──────── AVAILABLE RECORDS ────────

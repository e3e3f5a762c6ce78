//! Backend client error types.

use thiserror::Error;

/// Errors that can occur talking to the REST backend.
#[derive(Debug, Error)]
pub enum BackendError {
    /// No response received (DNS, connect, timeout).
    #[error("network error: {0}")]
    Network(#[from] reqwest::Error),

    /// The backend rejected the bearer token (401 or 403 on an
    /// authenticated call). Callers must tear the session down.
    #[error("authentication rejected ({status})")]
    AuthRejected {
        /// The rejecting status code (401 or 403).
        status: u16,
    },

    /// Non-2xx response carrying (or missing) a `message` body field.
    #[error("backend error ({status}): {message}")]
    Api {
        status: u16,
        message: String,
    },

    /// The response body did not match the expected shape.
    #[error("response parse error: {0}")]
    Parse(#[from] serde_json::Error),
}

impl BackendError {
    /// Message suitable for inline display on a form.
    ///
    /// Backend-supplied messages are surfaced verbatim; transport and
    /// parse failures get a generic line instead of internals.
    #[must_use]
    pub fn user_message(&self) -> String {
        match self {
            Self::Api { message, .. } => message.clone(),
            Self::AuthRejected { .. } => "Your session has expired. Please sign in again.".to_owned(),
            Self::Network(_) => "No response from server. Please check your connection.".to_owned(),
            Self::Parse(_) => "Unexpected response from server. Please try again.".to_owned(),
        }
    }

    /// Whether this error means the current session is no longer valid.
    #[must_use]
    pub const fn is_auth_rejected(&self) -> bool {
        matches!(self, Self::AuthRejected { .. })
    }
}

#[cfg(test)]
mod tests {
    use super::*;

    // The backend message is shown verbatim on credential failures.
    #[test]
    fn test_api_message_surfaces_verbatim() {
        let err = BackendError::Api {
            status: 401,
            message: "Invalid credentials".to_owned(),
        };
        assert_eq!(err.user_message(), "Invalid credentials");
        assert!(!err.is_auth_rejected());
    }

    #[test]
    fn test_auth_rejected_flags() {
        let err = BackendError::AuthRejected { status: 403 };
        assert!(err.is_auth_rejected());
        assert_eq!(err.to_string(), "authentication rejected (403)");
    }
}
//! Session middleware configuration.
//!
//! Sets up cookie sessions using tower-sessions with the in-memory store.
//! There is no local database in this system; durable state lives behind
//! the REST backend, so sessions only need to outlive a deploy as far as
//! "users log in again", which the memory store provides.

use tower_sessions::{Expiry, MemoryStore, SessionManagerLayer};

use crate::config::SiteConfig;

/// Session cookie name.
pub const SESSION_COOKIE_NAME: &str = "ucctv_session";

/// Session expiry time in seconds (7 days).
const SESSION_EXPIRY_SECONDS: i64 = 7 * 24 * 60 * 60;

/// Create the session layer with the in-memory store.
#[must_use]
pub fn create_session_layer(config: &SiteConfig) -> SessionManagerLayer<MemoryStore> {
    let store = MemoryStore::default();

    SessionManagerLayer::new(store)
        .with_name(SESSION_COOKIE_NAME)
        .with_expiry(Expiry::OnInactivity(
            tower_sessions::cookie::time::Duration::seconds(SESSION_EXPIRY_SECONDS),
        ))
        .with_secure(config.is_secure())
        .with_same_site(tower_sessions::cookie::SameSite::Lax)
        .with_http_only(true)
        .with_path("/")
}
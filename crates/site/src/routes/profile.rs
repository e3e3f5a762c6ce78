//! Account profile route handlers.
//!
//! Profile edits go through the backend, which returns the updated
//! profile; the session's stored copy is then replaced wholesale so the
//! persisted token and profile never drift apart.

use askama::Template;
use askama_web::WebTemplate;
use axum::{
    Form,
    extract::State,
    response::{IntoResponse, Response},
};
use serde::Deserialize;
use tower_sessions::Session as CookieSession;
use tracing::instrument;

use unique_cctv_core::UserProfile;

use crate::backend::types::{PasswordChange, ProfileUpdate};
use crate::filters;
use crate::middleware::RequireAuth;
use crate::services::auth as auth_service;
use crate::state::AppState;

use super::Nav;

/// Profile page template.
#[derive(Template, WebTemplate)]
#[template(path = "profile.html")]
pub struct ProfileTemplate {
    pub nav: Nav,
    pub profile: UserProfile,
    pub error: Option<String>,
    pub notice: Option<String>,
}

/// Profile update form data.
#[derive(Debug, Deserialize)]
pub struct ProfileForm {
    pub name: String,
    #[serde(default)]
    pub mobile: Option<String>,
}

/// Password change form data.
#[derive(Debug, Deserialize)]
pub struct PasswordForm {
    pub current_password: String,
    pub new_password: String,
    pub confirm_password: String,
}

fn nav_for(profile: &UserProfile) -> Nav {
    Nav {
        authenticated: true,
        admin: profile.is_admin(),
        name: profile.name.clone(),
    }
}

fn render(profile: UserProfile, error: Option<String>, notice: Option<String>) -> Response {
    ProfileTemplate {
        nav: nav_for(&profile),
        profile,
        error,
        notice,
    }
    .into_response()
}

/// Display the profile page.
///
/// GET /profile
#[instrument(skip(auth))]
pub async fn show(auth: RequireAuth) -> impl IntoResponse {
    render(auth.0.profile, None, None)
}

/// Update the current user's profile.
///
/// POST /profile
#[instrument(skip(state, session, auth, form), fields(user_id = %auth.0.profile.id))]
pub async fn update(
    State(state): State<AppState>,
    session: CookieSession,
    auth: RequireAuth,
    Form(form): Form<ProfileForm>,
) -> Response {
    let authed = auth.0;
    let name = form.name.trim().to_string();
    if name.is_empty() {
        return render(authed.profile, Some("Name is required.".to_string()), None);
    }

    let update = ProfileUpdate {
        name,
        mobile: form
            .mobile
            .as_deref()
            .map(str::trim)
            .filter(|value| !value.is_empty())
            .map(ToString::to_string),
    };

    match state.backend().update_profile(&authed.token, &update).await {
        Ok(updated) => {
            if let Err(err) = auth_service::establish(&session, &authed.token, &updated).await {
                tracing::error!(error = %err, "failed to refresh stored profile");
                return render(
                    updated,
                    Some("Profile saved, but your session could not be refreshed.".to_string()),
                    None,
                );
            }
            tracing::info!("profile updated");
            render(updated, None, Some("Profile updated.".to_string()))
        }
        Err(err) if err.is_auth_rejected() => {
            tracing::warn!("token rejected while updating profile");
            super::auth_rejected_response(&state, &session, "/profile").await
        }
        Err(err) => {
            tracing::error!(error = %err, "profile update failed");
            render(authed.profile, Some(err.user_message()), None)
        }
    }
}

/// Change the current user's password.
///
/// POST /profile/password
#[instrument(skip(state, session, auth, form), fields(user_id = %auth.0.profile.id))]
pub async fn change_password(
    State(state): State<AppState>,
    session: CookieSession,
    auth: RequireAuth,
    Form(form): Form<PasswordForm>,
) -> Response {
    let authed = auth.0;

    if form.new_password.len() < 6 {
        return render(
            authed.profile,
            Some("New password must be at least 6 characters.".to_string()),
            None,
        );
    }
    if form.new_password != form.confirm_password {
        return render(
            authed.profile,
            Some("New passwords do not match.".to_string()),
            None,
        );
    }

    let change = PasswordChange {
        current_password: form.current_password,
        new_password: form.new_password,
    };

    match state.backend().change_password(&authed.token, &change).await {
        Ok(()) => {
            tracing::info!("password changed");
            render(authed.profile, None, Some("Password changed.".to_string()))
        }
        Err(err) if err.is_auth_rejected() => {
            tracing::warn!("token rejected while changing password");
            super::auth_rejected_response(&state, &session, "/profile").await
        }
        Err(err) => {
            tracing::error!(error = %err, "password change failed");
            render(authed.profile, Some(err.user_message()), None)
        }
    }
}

────────

WHAT IS EXPECTED: Give all of the lines above again, exactly as they are.

SOLUTION FOR THIS PROBLEM:
repository e3e3f5a762c6ce78
//! Backend client error types.

use thiserror::Error;

/// Errors that can occur talking to the REST backend.
#[derive(Debug, Error)]
pub enum BackendError {
    /// No response received (DNS, connect, timeout).
    #[error("network error: {0}")]
    Network(#[from] reqwest::Error),

    /// The backend rejected the bearer token (401 or 403 on an
    /// authenticated call). Callers must tear the session down.
    #[error("authentication rejected ({status})")]
    AuthRejected {
        /// The rejecting status code (401 or 403).
        status: u16,
    },

    /// Non-2xx response carrying (or missing) a `message` body field.
    #[error("backend error ({status}): {message}")]
    Api {
        status: u16,
        message: String,
    },

    /// The response body did not match the expected shape.
    #[error("response parse error: {0}")]
    Parse(#[from] serde_json::Error),
}

impl BackendError {
    /// Message suitable for inline display on a form.
    ///
    /// Backend-supplied messages are surfaced verbatim; transport and
    /// parse failures get a generic line instead of internals.
    #[must_use]
    pub fn user_message(&self) -> String {
        match self {
            Self::Api { message, .. } => message.clone(),
            Self::AuthRejected { .. } => "Your session has expired. Please sign in again.".to_owned(),
            Self::Network(_) => "No response from server. Please check your connection.".to_owned(),
            Self::Parse(_) => "Unexpected response from server. Please try again.".to_owned(),
        }
    }

    /// Whether this error means the current session is no longer valid.
    #[must_use]
    pub const fn is_auth_rejected(&self) -> bool {
        matches!(self, Self::AuthRejected { .. })
    }
}

#[cfg(test)]
mod tests {
    use super::*;

    // The backend message is shown verbatim on credential failures.
    #[test]
    fn test_api_message_surfaces_verbatim() {
        let err = BackendError::Api {
            status: 401,
            message: "Invalid credentials".to_owned(),
        };
        assert_eq!(err.user_message(), "Invalid credentials");
        assert!(!err.is_auth_rejected());
    }

    #[test]
    fn test_auth_rejected_flags() {
        let err = BackendError::AuthRejected { status: 403 };
        assert!(err.is_auth_rejected());
        assert_eq!(err.to_string(), "authentication rejected (403)");
    }
}
//! Session middleware configuration.
//!
//! Sets up cookie sessions using tower-sessions with the in-memory store.
//! There is no local database in this system; durable state lives behind
//! the REST backend, so sessions only need to outlive a deploy as far as
//! "users log in again", which the memory store provides.

use tower_sessions::{Expiry, MemoryStore, SessionManagerLayer};

use crate::config::SiteConfig;

/// Session cookie name.
pub const SESSION_COOKIE_NAME: &str = "ucctv_session";

/// Session expiry time in seconds (7 days).
const SESSION_EXPIRY_SECONDS: i64 = 7 * 24 * 60 * 60;

/// Create the session layer with the in-memory store.
#[must_use]
pub fn create_session_layer(config: &SiteConfig) -> SessionManagerLayer<MemoryStore> {
    let store = MemoryStore::default();

    SessionManagerLayer::new(store)
        .with_name(SESSION_COOKIE_NAME)
        .with_expiry(Expiry::OnInactivity(
            tower_sessions::cookie::time::Duration::seconds(SESSION_EXPIRY_SECONDS),
        ))
        .with_secure(config.is_secure())
        .with_same_site(tower_sessions::cookie::SameSite::Lax)
        .with_http_only(true)
        .with_path("/")
}
filename crates/site/src/routes/profile.rs
repository e3e3f5a762c6ce78
//! Account profile route handlers.
//!
//! Profile edits go through the backend, which returns the updated
//! profile; the session's stored copy is then replaced wholesale so the
//! persisted token and profile never drift apart.

use askama::Template;
use askama_web::WebTemplate;
use axum::{
    Form,
    extract::State,
    response::{IntoResponse, Response},
};
use serde::Deserialize;
use tower_sessions::Session as CookieSession;
use tracing::instrument;

use unique_cctv_core::UserProfile;

use crate::backend::types::{PasswordChange, ProfileUpdate};
use crate::filters;
use crate::middleware::RequireAuth;
use crate::services::auth as auth_service;
use crate::state::AppState;

use super::Nav;

/// Profile page template.
#[derive(Template, WebTemplate)]
#[template(path = "profile.html")]
pub struct ProfileTemplate {
    pub nav: Nav,
    pub profile: UserProfile,
    pub error: Option<String>,
    pub notice: Option<String>,
}

/// Profile update form data.
#[derive(Debug, Deserialize)]
pub struct ProfileForm {
    pub name: String,
    #[serde(default)]
    pub mobile: Option<String>,
}

/// Password change form data.
#[derive(Debug, Deserialize)]
pub struct PasswordForm {
    pub current_password: String,
    pub new_password: String,
    pub confirm_password: String,
}

fn nav_for(profile: &UserProfile) -> Nav {
    Nav {
        authenticated: true,
        admin: profile.is_admin(),
        name: profile.name.clone(),
    }
}

fn render(profile: UserProfile, error: Option<String>, notice: Option<String>) -> Response {
    ProfileTemplate {
        nav: nav_for(&profile),
        profile,
        error,
        notice,
    }
    .into_response()
}

/// Display the profile page.
///
/// GET /profile
#[instrument(skip(auth))]
pub async fn show(auth: RequireAuth) -> impl IntoResponse {
    render(auth.0.profile, None, None)
}

/// Update the current user's profile.
///
/// POST /profile
#[instrument(skip(state, session, auth, form), fields(user_id = %auth.0.profile.id))]
pub async fn update(
    State(state): State<AppState>,
    session: CookieSession,
    auth: RequireAuth,
    Form(form): Form<ProfileForm>,
) -> Response {
    let authed = auth.0;
    let name = form.name.trim().to_string();
    if name.is_empty() {
        return render(authed.profile, Some("Name is required.".to_string()), None);
    }

    let update = ProfileUpdate {
        name,
        mobile: form
            .mobile
            .as_deref()
            .map(str::trim)
            .filter(|value| !value.is_empty())
            .map(ToString::to_string),
    };

    match state.backend().update_profile(&authed.token, &update).await {
        Ok(updated) => {
            if let Err(err) = auth_service::establish(&session, &authed.token, &updated).await {
                tracing::error!(error = %err, "failed to refresh stored profile");
                return render(
                    updated,
                    Some("Profile saved, but your session could not be refreshed.".to_string()),
                    None,
                );
            }
            tracing::info!("profile updated");
            render(updated, None, Some("Profile updated.".to_string()))
        }
        Err(err) if err.is_auth_rejected() => {
            tracing::warn!("token rejected while updating profile");
            super::auth_rejected_response(&state, &session, "/profile").await
        }
        Err(err) => {
            tracing::error!(error = %err, "profile update failed");
            render(authed.profile, Some(err.user_message()), None)
        }
    }
}

/// Change the current user's password.
///
/// POST /profile/password
#[instrument(skip(state, session, auth, form), fields(user_id = %auth.0.profile.id))]
pub async fn change_password(
    State(state): State<AppState>,
    session: CookieSession,
    auth: RequireAuth,
    Form(form): Form<PasswordForm>,
) -> Response {
    let authed = auth.0;

    if form.new_password.len() < 6 {
        return render(
            authed.profile,
            Some("New password must be at least 6 characters.".to_string()),
            None,
        );
    }
    if form.new_password != form.confirm_password {
        return render(
            authed.profile,
            Some("New passwords do not match.".to_string()),
            None,
        );
    }

    let change = PasswordChange {
        current_password: form.current_password,
        new_password: form.new_password,
    };

    match state.backend().change_password(&authed.token, &change).await {
        Ok(()) => {
            tracing::info!("password changed");
            render(authed.profile, None, Some("Password changed.".to_string()))
        }
        Err(err) if err.is_auth_rejected() => {
            tracing::warn!("token rejected while changing password");
            super::auth_rejected_response(&state, &session, "/profile").await
        }
        Err(err) => {
            tracing::error!(error = %err, "password change failed");
            render(authed.profile, Some(err.user_message()), None)
        }
    }
}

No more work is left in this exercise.